Ambientado na parte mais inóspita de Le Havre, cidade portuária ao norte do país, Cais congrega uma fauna de tipos sórdidos, numa história de amor infeliz entre o ex-soldado Jean (Jean Gabin) e a frágil e matratada órfã Nelly (Michèle Morgan). Repleto de ousadias para o cinema da época – Jean e Nelly dormem juntos, algo impensável na Hollywood sob o Código Hays; o mocinho não acaba bem –, a obra é a primeira verdadeiramente grande de Carné, e um dos triunfos da época máxima do cinema francês (lembrando que, em 1937, Jean Renoir também criaria outro monumento da cinefilia, A Grande Ilusão).

Resistência: grandes filmes – e a luta para realizá-los em plena guerra (1939-1945)

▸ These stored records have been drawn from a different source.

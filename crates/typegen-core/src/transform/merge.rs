use log::debug;

use crate::parse::components::Components;
use crate::parse::operation::{Operation, METHODS};
use crate::parse::response::ResponseOrRef;
use crate::parse::schema::{Schema, SchemaOrRef};
use crate::parse::spec::OpenApiSpec;

/// Extension marking a merged schema that should collapse back into a
/// reference to a base-document component.
pub const EXT_SRC_MERGE_REF: &str = "x-src-merge-ref";

const SCHEMA_REF_PREFIX: &str = "#/components/schemas/";

/// Merge `overlay` into `base`, in place.
///
/// New paths and operations are added; colliding operations merge
/// parameters, request-body content and responses. Colliding component
/// schemas deep-merge. After merging, schemas tagged with
/// `x-src-merge-ref` collapse to a reference when the target component
/// exists.
pub fn merge_documents(base: &mut OpenApiSpec, overlay: &OpenApiSpec) {
    merge_operations(base, overlay);

    if let Some(overlay_components) = &overlay.components {
        let components = base.components.get_or_insert_with(Components::default);
        for (name, node) in &overlay_components.schemas {
            match components.schemas.get_mut(name) {
                None => {
                    debug!("merge: adding schema {name}");
                    components.schemas.insert(name.clone(), node.clone());
                }
                Some(current) => {
                    debug!("merge: merging schema {name}");
                    merge_schema_node(current, node);
                }
            }
        }
    }

    collapse_merge_refs(base);
}

fn merge_operations(base: &mut OpenApiSpec, overlay: &OpenApiSpec) {
    for (path, overlay_item) in &overlay.paths {
        let Some(current) = base.paths.get_mut(path) else {
            base.paths.insert(path.clone(), overlay_item.clone());
            continue;
        };

        for method in METHODS {
            let Some(overlay_op) = overlay_item.operation(method) else {
                continue;
            };
            match current.operation_mut(method) {
                None => current.set_operation(method, Some(overlay_op.clone())),
                Some(current_op) => merge_operation(current_op, overlay_op),
            }
        }
    }
}

fn merge_operation(current: &mut Operation, overlay: &Operation) {
    current.parameters.extend(overlay.parameters.iter().cloned());

    if let Some(crate::parse::request_body::RequestBodyOrRef::RequestBody(overlay_body)) =
        &overlay.request_body
    {
        match &mut current.request_body {
            None => current.request_body = overlay.request_body.clone(),
            Some(crate::parse::request_body::RequestBodyOrRef::RequestBody(current_body)) => {
                for (content_type, content) in &overlay_body.content {
                    match current_body.content.get_mut(content_type) {
                        None => {
                            current_body
                                .content
                                .insert(content_type.clone(), content.clone());
                        }
                        Some(current_content) => {
                            merge_media_schemas(
                                &mut current_content.schema,
                                &content.schema,
                            );
                        }
                    }
                }
            }
            Some(crate::parse::request_body::RequestBodyOrRef::Ref { .. }) => {}
        }
    }

    for (code, response) in &overlay.responses {
        match current.responses.get_mut(code) {
            None => {
                current.responses.insert(code.clone(), response.clone());
            }
            Some(ResponseOrRef::Response(current_response)) => {
                if let ResponseOrRef::Response(overlay_response) = response {
                    for (header, value) in &overlay_response.headers {
                        current_response
                            .headers
                            .insert(header.clone(), value.clone());
                    }
                    for (content_type, content) in &overlay_response.content {
                        match current_response.content.get_mut(content_type) {
                            None => {
                                current_response
                                    .content
                                    .insert(content_type.clone(), content.clone());
                            }
                            Some(current_content) => merge_media_schemas(
                                &mut current_content.schema,
                                &content.schema,
                            ),
                        }
                    }
                }
            }
            Some(ResponseOrRef::Ref { .. }) => {}
        }
    }
}

fn merge_media_schemas(current: &mut Option<SchemaOrRef>, overlay: &Option<SchemaOrRef>) {
    match (current.as_mut(), overlay) {
        (Some(current), Some(overlay)) => merge_schema_node(current, overlay),
        (None, Some(overlay)) => *current = Some(overlay.clone()),
        _ => {}
    }
}

/// Deep-merge an overlay schema node into the current one.
///
/// A reference on the current side is left alone; a reference on the
/// overlay side replaces the current schema wholesale. Properties merge
/// recursively, items merge, enum values and composition lists append,
/// `required` and numeric bounds overwrite, extensions overlay.
fn merge_schema_node(current: &mut SchemaOrRef, overlay: &SchemaOrRef) {
    let SchemaOrRef::Schema(current_schema) = current else {
        return;
    };
    let overlay_schema = match overlay {
        SchemaOrRef::Ref { .. } => {
            *current = overlay.clone();
            return;
        }
        SchemaOrRef::Schema(s) => s,
    };
    merge_schemas(current_schema, overlay_schema);
}

fn merge_schemas(current: &mut Schema, overlay: &Schema) {
    for (name, node) in &overlay.properties {
        match current.properties.get_mut(name) {
            None => {
                current.properties.insert(name.clone(), node.clone());
            }
            Some(existing) => merge_schema_node(existing, node),
        }
    }

    match (&mut current.items, &overlay.items) {
        (None, Some(items)) => current.items = Some(items.clone()),
        (Some(current_items), Some(overlay_items)) => {
            merge_schema_node(current_items, overlay_items);
        }
        _ => {}
    }

    if !current.enum_values.is_empty() {
        current.enum_values.extend(overlay.enum_values.iter().cloned());
    }

    current.all_of.extend(overlay.all_of.iter().cloned());
    current.any_of.extend(overlay.any_of.iter().cloned());
    current.one_of.extend(overlay.one_of.iter().cloned());

    if overlay.not.is_some() {
        current.not = overlay.not.clone();
    }

    for (key, value) in &overlay.extensions {
        current.extensions.insert(key.clone(), value.clone());
    }

    if !overlay.required.is_empty() {
        current.required = overlay.required.clone();
    }
    if overlay.minimum.is_some() {
        current.minimum = overlay.minimum;
    }
    if overlay.maximum.is_some() {
        current.maximum = overlay.maximum;
    }
    if overlay.exclusive_minimum.is_some() {
        current.exclusive_minimum = overlay.exclusive_minimum;
    }
    if overlay.exclusive_maximum.is_some() {
        current.exclusive_maximum = overlay.exclusive_maximum;
    }
}

/// Collapse every schema carrying `x-src-merge-ref` into a reference to
/// the named component, when that component exists in the merged set.
fn collapse_merge_refs(spec: &mut OpenApiSpec) {
    let Some(components) = spec.components.as_mut() else {
        return;
    };
    let known: Vec<String> = components.schemas.keys().cloned().collect();
    for node in components.schemas.values_mut() {
        collapse_node(node, &known);
    }
}

fn collapse_node(node: &mut SchemaOrRef, known: &[String]) {
    let SchemaOrRef::Schema(schema) = node else {
        return;
    };

    for prop in schema.properties.values_mut() {
        collapse_node(prop, known);
    }
    if let Some(items) = schema.items.as_mut() {
        collapse_node(items, known);
    }

    let Some(target) = schema
        .extension(EXT_SRC_MERGE_REF)
        .and_then(|v| v.as_str())
        .map(str::to_string)
    else {
        return;
    };
    let Some(name) = target.strip_prefix(SCHEMA_REF_PREFIX) else {
        return;
    };
    if name.is_empty() || !known.iter().any(|k| k == name) {
        return;
    }

    debug!("collapsing {EXT_SRC_MERGE_REF} into reference to {name}");
    *node = SchemaOrRef::Ref { ref_path: target };
}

Com seus sets meticulosos, iluminação sombria e execução capaz de elevar o melodrama à altura da grande tragédia, Cais de Sombras confirmou o enorme talento de Marcel Carné para fazer filmes. Foi também o início da fase mais feliz e produtiva do cineasta – ainda que cada filme tenha sido uma batalha à parte, na barafunda que era a França sob a ocupação alemã.

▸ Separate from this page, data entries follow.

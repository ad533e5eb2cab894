pub mod constraints;
pub mod error_path;
pub mod filter;
pub mod merge;
pub mod name_normalizer;
pub mod operations;
pub mod schema_resolver;
pub mod type_tracker;
pub mod union;

pub use constraints::{resolve_constraints, Constraints, ConstraintsContext};
pub use error_path::{compile_error_path, AccessStep, ErrorAccess, UNKNOWN_ERROR};
pub use filter::filter_document;
pub use merge::merge_documents;
pub use name_normalizer::{normalize_name, type_name, NamingMode};
pub use schema_resolver::SchemaResolver;
pub use type_tracker::TypeTracker;
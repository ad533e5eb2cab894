use std::fmt;

use indexmap::IndexMap;

use super::schemas::ResolvedSchema;
use crate::transform::error_path::ErrorAccess;

/// A name with multiple casing variants pre-computed.
#[derive(Debug, Clone, PartialEq, Eq, Hash)]
pub struct NormalizedName {
    pub original: String,
    pub pascal_case: String,
    pub snake_case: String,
    pub screaming_snake: String,
}

impl fmt::Display for NormalizedName {
    fn fmt(&self, f: &mut fmt::Formatter<'_>) -> fmt::Result {
        write!(f, "{}", self.original)
    }
}

/// Where in the OpenAPI document a type definition originated.
#[derive(Debug, Clone, Copy, PartialEq, Eq)]
pub enum SpecLocation {
    Path,
    Query,
    Header,
    Body,
    Response,
    Schema,
    Union,
}

impl SpecLocation {
    pub fn as_str(&self) -> &'static str {
        match self {
            SpecLocation::Path => "path",
            SpecLocation::Query => "query",
            SpecLocation::Header => "header",
            SpecLocation::Body => "body",
            SpecLocation::Response => "response",
            SpecLocation::Schema => "schema",
            SpecLocation::Union => "union",
        }
    }
}

/// One named type produced by a generation run.
///
/// `name` is the identifier-safe generated name; `json_name` is the
/// original name from the document, which can differ when the original
/// contains characters invalid in an identifier. Immutable once
/// registered with the tracker.
#[derive(Debug, Clone, PartialEq)]
pub struct TypeDefinition {
    pub name: String,
    pub json_name: String,
    pub schema: ResolvedSchema,
    pub spec_location: SpecLocation,
    pub needs_marshaler: bool,
    pub has_sensitive_data: bool,
}

impl TypeDefinition {
    pub fn new(name: impl Into<String>, json_name: impl Into<String>) -> Self {
        TypeDefinition {
            name: name.into(),
            json_name: json_name.into(),
            schema: ResolvedSchema::default(),
            spec_location: SpecLocation::Schema,
            needs_marshaler: false,
            has_sensitive_data: false,
        }
    }

    pub fn with_schema(mut self, schema: ResolvedSchema) -> Self {
        self.needs_marshaler = schema.needs_marshaler();
        self.schema = schema;
        self
    }

    pub fn at(mut self, location: SpecLocation) -> Self {
        self.spec_location = location;
        self
    }

    pub fn is_alias(&self) -> bool {
        self.schema.define_via_alias
    }

    pub fn is_optional(&self) -> bool {
        !self.schema.constraints.required
    }
}

/// Everything one generation run hands to the (external) renderer:
/// the tracker's definitions in registration order.
#[derive(Debug, Clone, Default)]
pub struct TypeCollection {
    pub definitions: Vec<TypeDefinition>,
    pub parameters: Vec<super::ParameterDefinition>,
    pub bodies: Vec<super::RequestBodyDefinition>,
    /// Compiled error-message access chains, keyed by type name, for the
    /// types named in the configured error mapping.
    pub error_accesses: IndexMap<String, ErrorAccess>,
}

Os problemas começaram em Trágico Amanhecer (1939). Um drama magnífico, ainda mais comovente e ressonante que Cais de Sombras, a obra traz a história do modesto François (Jean Gabin, em mais uma alentada parceria), que se vê perseguido pela polícia após o desfecho trágico de um triângulo amoroso. Rodado a duras penas, entre a pobreza geral produzida pela guerra, o estado de sítio e a burocracia estatal, o filme, depois de lançado, foi considerado desmoralizante pelo governo de Vichy, e consequentemente banido das telas francesas. A RKO americana, querendo refilmar a obra, contribuiu para o ocaso de Amanhecer, ao tentar destruir todas as cópias que sobraram. Sobrevivendo, porém, à estupidez da guerra e de Hollywood, o filme foi triunfalmente relançado na década de 1950, e hoje é considerado uma das maiores realizações de Carné, em particular, e do cinema, ponto.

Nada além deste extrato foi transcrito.